Benden nefret ettiğini biliyordum ve bu beni daha fazla korkutmaya başlamıştı. Sabrım yetiştiği toprakları kaybetmiş, kanıma karışmıştı. Nereye kadar bunlara dayanacaktım?

Birbirine kenetlenmiş gözlerimi aralayıp, cansızca yutkundum. Sırtımdaki ağrı çözülen buz gibi yavaş yavaş uzuvlarıma dağılırken başımı sağa çevirip nerede olduğuma baktım.


Alaz'ın bana verdiği odada, yataktayım. Güneşlikler çekiliydi ve oda çokta hatırı sayılmayacak kadar aydınlıktı.


Gözlerimin dolu olduğunu fark ettiğimde, iri damlacıklar yanaklarımdan süzüldü. Hala ağlıyor muydum? Uyuşan ellerimi cansızca kaldırdım ve parmak uçlarımı yanaklarımda gezdirdim. Nemliydiler...

Kendi kendime acıdım. Kendimden başka kimsem yoktu zaten, bana kim acıyacaktı başka? Ellerimle yüzümü kapattım ve acı gerçekleri sindirdim. Eğer bu adamın yanında kalmaya devam edersem hayatım çürüyecekti.


Yavaşça yataktan kalktım ve komodinin üzerindeki dijital saate baktım. Saat neredeyse 19:00 olmak üzereydi.


Gözlerimi kırpıştırarak dolaba yürüdüm. Kapıdan çıkıp gitmem imkansızdı ama bu halimle pencereden falan çıkamazdım. Saçlarımı karıştırarak ne yapacağımı düşündüm.
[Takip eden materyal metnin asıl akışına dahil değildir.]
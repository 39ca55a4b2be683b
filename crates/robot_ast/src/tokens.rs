use smol_str::SmolStr;

/// Closed enumeration of Robot Framework token kinds.
///
/// Downstream code matches exhaustively on this; the lexer never produces
/// anything outside it. Kinds that only exist from a certain Robot version on
/// are produced only when the lexer runs with that version (see
/// `RobotVersion`); on older versions the same cell lexes as `Keyword` or
/// `Argument`.
#[derive(Debug, Clone, Copy, PartialEq, Eq, Hash)]
pub enum TokenKind {
    // Section headers.
    SettingHeader,
    VariableHeader,
    TestCaseHeader,
    KeywordHeader,
    CommentHeader,
    InvalidHeader,

    // Names introducing blocks.
    TestCaseName,
    KeywordName,

    // Statement content.
    SettingName,
    Keyword,
    Argument,
    Variable,
    Assign,

    // Layout.
    Separator,
    Continuation,
    Eol,
    Comment,

    // Control flow.
    For,
    ForSeparator,
    End,
    If,
    ElseIf,
    Else,
    While,
    Try,
    Except,
    Finally,
    Break,
    Continue,
    Return,
    Var,

    /// `Language: xx` marker line at the top of a file.
    Config,

    Error,
}

impl TokenKind {
    /// Control-flow marker words (used by the block parser and the semantic
    /// token mapping).
    pub fn is_control_flow(self) -> bool {
        matches!(
            self,
            TokenKind::For
                | TokenKind::ForSeparator
                | TokenKind::End
                | TokenKind::If
                | TokenKind::ElseIf
                | TokenKind::Else
                | TokenKind::While
                | TokenKind::Try
                | TokenKind::Except
                | TokenKind::Finally
                | TokenKind::Break
                | TokenKind::Continue
                | TokenKind::Return
        )
    }

    /// Whether this token carries statement content, as opposed to layout
    /// (separators, EOLs, continuations, comments).
    pub fn is_content(self) -> bool {
        !matches!(
            self,
            TokenKind::Separator | TokenKind::Continuation | TokenKind::Eol | TokenKind::Comment
        )
    }
}

/// A single-line token. Columns are Unicode scalar counts (UTF-32 units);
/// encoding translation happens downstream against the owning line.
#[derive(Debug, Clone, PartialEq, Eq)]
pub struct Token {
    pub kind: TokenKind,
    pub value: SmolStr,
    pub line: u32,
    pub col: u32,
    pub end_col: u32,
    pub error: Option<SmolStr>,
}

impl Token {
    pub fn new(kind: TokenKind, value: impl Into<SmolStr>, line: u32, col: u32) -> Self {
        let value = value.into();
        let end_col = col + value.chars().count() as u32;
        Self {
            kind,
            value,
            line,
            col,
            end_col,
            error: None,
        }
    }

    pub fn with_error(mut self, error: impl Into<SmolStr>) -> Self {
        self.error = Some(error.into());
        self
    }

    /// Length in Unicode scalars.
    pub fn len(&self) -> u32 {
        self.end_col - self.col
    }

    pub fn is_empty(&self) -> bool {
        self.col == self.end_col
    }
}
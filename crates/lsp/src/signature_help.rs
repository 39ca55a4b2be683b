// ==============================================================================
// textDocument/signatureHelp — argument spec of the call under the cursor
// ==============================================================================

use tower_lsp::lsp_types::{
    Documentation, ParameterInformation, ParameterLabel, Position, SignatureHelp,
    SignatureInformation,
};

use crate::convert;
use crate::state::AnalysisShared;
use robot_analysis::ArgumentKind;
use robot_text::{CancellationToken, TextDocument};

pub fn signature_help(
    shared: &AnalysisShared,
    document: &TextDocument,
    pos: Position,
    token: &CancellationToken,
) -> Option<SignatureHelp> {
    let namespace = shared.cache.get_namespace(document, token).ok()?;
    let ast = shared.cache.get_model(document);
    let scalar = convert::scalar_position(document, pos, shared.encoding);
    let (_, hit) = convert::keyword_at(&ast, &namespace, scalar, token)?;

    let mut parameters = Vec::new();
    let mut rendered = Vec::new();
    for arg in &hit.keyword.args {
        let mut label = match arg.kind {
            ArgumentKind::VarPositional => format!("*{}", arg.name),
            ArgumentKind::VarNamed => format!("**{}", arg.name),
            _ => arg.name.to_string(),
        };
        if let Some(default) = &arg.default {
            label.push('=');
            label.push_str(default);
        }
        parameters.push(ParameterInformation {
            label: ParameterLabel::Simple(label.clone()),
            documentation: None,
        });
        rendered.push(label);
    }

    let signature = SignatureInformation {
        label: format!("{}    {}", hit.keyword.name, rendered.join("    ")),
        documentation: (!hit.keyword.doc.is_empty()).then(|| {
            Documentation::String(hit.keyword.doc.clone())
        }),
        parameters: Some(parameters),
        active_parameter: None,
    };
    Some(SignatureHelp {
        signatures: vec![signature],
        active_signature: Some(0),
        active_parameter: None,
    })
}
Kapakları açarak, nöbette kullandığım sırt çantasını aldım ve içine kalın bir hırka ve tişört koydum.

Çantayı yatağın üzerine bırakıp, üzerimdeki tişörtü çıkardım ve kapişonlumu giydim. Altımdaki eşofmanı bacaklarımdan sıyırırken ellerim titremeye başlamıştı. Bu denememde de başarılı olamazsam, kesinlikle ölecektim. Çünkü Alaz bu sefer öfkesine hakim olamayacaktı biliyordum.

Altıma yüksek bel bir pantolon giyerek karnımdaki bandajlı kısmın üstüne kadar çektim. Kapişonlunun içinde mahsur kalan saçlarımı tek bir hareketle kurtardığımda başımı hafifçe salladım. Ayağıma rastgele aldığım çorabı giyip yavaşça odadan çıktım. Karın boşluğum hafifte olsa sızlıyordu ama katlanılamayacak kadar kötü değildi. Merdivenlerden inip mutfağa yöneldiğimde, sakin davranmaya çalıştım şüphe uyandırmak en son istediğim şeydi.